Lima makanan alami yang membantu mengontrol tekanan darah tinggi
Terkenal disebut sebagai "pembunuh senyap," hipertensi atau tekanan darah tinggi bisa tak terlihat selama bertahun-tahun, tetapi bisa menjadi penyebab utama masalah kesehatan utama dan penyakit seperti penyakit jantung, penyakit ginjal, strok, dan kerusakan pembuluh darah. Mengontrol tekanan darah tinggi adalah hal tidak terelakkan untuk menuju hidup sehat. Inilah lima jenis makanan yang membantu mengontrol kondisi ini.
Sayuran berdaun hijau: Bayam, bit hijau, lobak hijau
Secara khusus, kalium membantu ginjal Anda mengeluarkan lebih banyak sodium melalui urin, yang pada gilirannya membantu menurunkan tekanan darah. Tambahkan sayuran berdaun hijau dalam jumlah memadai (kaya akan kalium) ke menu Anda, antara lain seperti bayam, bit hijau dan lobak hijau. Akan tetapi, hindari sayuran kalengan, dan pilihlah yang hijau dan segar saja untuk mengontrol tekanan darah.
Pisang: Sumber alami kalium
Kalium, sebagaimana kami bilang, efektif dalam mengatasi tekanan darah tinggi. Berbicara soal kalium, pisang adalah sumber alami kalium. Menurut American Heart Association, kalium dalam pisang menurunkan efek sodium, dan meredakan ketegangan pada dinding pembuluh darah. Anda bisa memotong pisang menjadi beberapa potong, membuat pisang kocok berair, atau menambahkannya ke makanan pencuci mulut.
Makan 3 kiwi/hari selama 8 minggu, lihatlah hasilnya
Sebuah studi menemukan bahwa memakan tiga kiwi dalam sehari selama 8 minggu menyebabkan penurunan signifikan pada tekanan darah sistolik dan diastolik, dibandingkan konsumsi sebuah apel sehari untuk jangka waktu yang sama. Dinyatakan bahwa zat bio-aktif pada kiwi bertanggungjawab dalam hal ini. Lebih lanjut, kiwi juga kaya akan Vitamin C. Jadi, makanlah kiwi atau buat jus kiwi.

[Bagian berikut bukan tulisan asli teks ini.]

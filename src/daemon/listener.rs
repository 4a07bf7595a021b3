//! Unix socket listener the worker binds before its controller connects.
//!
//! The worker creates the socket, the starter connects to it once the path
//! appears. The socket file is created with mode 0600 (owner only) and is
//! removed when the listener is dropped. A worker serves exactly one
//! controller, so unlike a general-purpose daemon listener this one hands
//! over the raw stream of its single accepted connection.

use std::path::{Path, PathBuf};

use tokio::net::{UnixListener, UnixStream};

use crate::error::Result;

pub struct WorkerListener {
    listener: UnixListener,
    socket_path: PathBuf,
}

impl WorkerListener {
    /// Bind to a Unix domain socket at the given path.
    ///
    /// Creates the parent directory if needed, removes any stale socket file
    /// from a previous run, then binds and restricts permissions to the
    /// owning user.
    ///
    /// # Errors
    ///
    /// Returns an error if the parent directory cannot be created, a stale
    /// socket file cannot be removed, the bind fails, or permissions cannot
    /// be set.
    pub fn bind(socket_path: impl AsRef<Path>) -> Result<Self> {
        let socket_path = socket_path.as_ref().to_path_buf();

        if let Some(parent) = socket_path.parent() {
            std::fs::create_dir_all(parent)?;
        }

        // Stale from a previous run with the same worker id
        if socket_path.exists() {
            std::fs::remove_file(&socket_path)?;
        }

        let listener = UnixListener::bind(&socket_path)?;

        {
            use std::os::unix::fs::PermissionsExt;
            std::fs::set_permissions(&socket_path, std::fs::Permissions::from_mode(0o600))?;
        }

        Ok(Self {
            listener,
            socket_path,
        })
    }

    /// Accept the controller's connection.
    ///
    /// # Errors
    ///
    /// Returns an error if accepting the connection fails.
    pub async fn accept(&self) -> Result<UnixStream> {
        let (stream, _addr) = self.listener.accept().await?;
        Ok(stream)
    }

    pub fn socket_path(&self) -> &Path {
        &self.socket_path
    }
}

impl Drop for WorkerListener {
    fn drop(&mut self) {
        // Ignore errors since we're in drop
        let _ = std::fs::remove_file(&self.socket_path);
    }
}

#[cfg(test)]
mod tests {
    use super::*;
    use std::time::Duration;
    use tempfile::TempDir;
    use tokio::time::timeout;

    fn temp_socket_path() -> (TempDir, PathBuf) {
        let dir = TempDir::new().unwrap();
        let path = dir.path().join("worker.sock");
        (dir, path)
    }

    #[tokio::test]
    async fn test_bind_creates_socket() {
        let (_dir, socket_path) = temp_socket_path();

        let listener = WorkerListener::bind(&socket_path).unwrap();

        assert!(socket_path.exists());
        assert_eq!(listener.socket_path(), socket_path);
    }

    #[tokio::test]
    async fn test_bind_creates_parent_directory() {
        let dir = TempDir::new().unwrap();
        let socket_path = dir.path().join("nested").join("dir").join("worker.sock");

        let _listener = WorkerListener::bind(&socket_path).unwrap();

        assert!(socket_path.exists());
    }

    #[tokio::test]
    async fn test_bind_removes_stale_socket() {
        let (_dir, socket_path) = temp_socket_path();

        let listener = WorkerListener::bind(&socket_path).unwrap();
        drop(listener);
        assert!(!socket_path.exists());

        std::fs::write(&socket_path, b"stale").unwrap();
        assert!(socket_path.exists());

        let _listener = WorkerListener::bind(&socket_path).unwrap();
        assert!(socket_path.exists());
    }

    #[tokio::test]
    async fn test_drop_cleans_up_socket() {
        let (_dir, socket_path) = temp_socket_path();

        {
            let _listener = WorkerListener::bind(&socket_path).unwrap();
            assert!(socket_path.exists());
        }

        assert!(!socket_path.exists());
    }

    #[tokio::test]
    async fn test_socket_permissions() {
        use std::os::unix::fs::PermissionsExt;

        let (_dir, socket_path) = temp_socket_path();

        let _listener = WorkerListener::bind(&socket_path).unwrap();

        let metadata = std::fs::metadata(&socket_path).unwrap();
        let mode = metadata.permissions().mode();
        assert_eq!(mode & 0o777, 0o600);
    }

    #[tokio::test]
    async fn test_accept_connection() {
        let (_dir, socket_path) = temp_socket_path();
        let socket_path_clone = socket_path.clone();

        let listener = WorkerListener::bind(&socket_path).unwrap();

        let client_handle =
            tokio::spawn(async move { UnixStream::connect(&socket_path_clone).await.unwrap() });

        let stream = timeout(Duration::from_secs(1), listener.accept())
            .await
            .unwrap()
            .unwrap();

        assert!(stream.peer_addr().is_ok());
        client_handle.await.unwrap();
    }
}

Oatmeal: Salah satu pilihan sarapan terbaik
Oatmeal dianggap sebagai salah satu pilihan sarapan terbaik, karena suatu alasan. Oat membantu dalam menurunkan tingkat tekanan darah karena oat rendah lemak, kaya serat, dan secara keseluruhan adalah santapan rendah sodium. Untuk memakannya dalam sarapan, rendam setengah cangkir oat gulung dengan susu dengan jumlah yang sama dalam mangkuk. Keesokan paginya, aduk dan tambahkan kacang/buah untuk memberi rasa.
Mengonsumsi yoghurt memenuhi 18% asupan harian kalium
Sebuah studi oleh American Heart Association menemukan bahwa wanita yang memakan lima atau lebih sajian yoghurt setiap minggu, memiliki risiko menderita tekanan darah tinggi 20% lebih rendah. Dengan satu cangkir yoghurt, Anda memenuhi 49% kalsium harian Anda, 18% kalium, dan 12% kebutuhan magnesium. Yoghurt tawar bebas lemak disarankan dibanding yang lainnya. Anda bisa menambahkan buah/kacang untuk memberi rasa.
Tips esensial untuk pasien tekanan darah
Selain memakan makanan sehat, berikut beberapa tips lainnya yang harus Anda ikuti untuk mengontrol tekanan darah Anda: 1) Karena berat badan berlebih adalah faktor risiko bagi hipertensi, cobalah untuk menjaga berat badan sehat. 2) Berolahraga secara teratur selama sekitar 30 menit setiap hari. 3) Kurangi konsumsi sodium Anda. 4) Turunkan tingkat stres Anda. 5) Batasi asupan alkohol dan kafein Anda.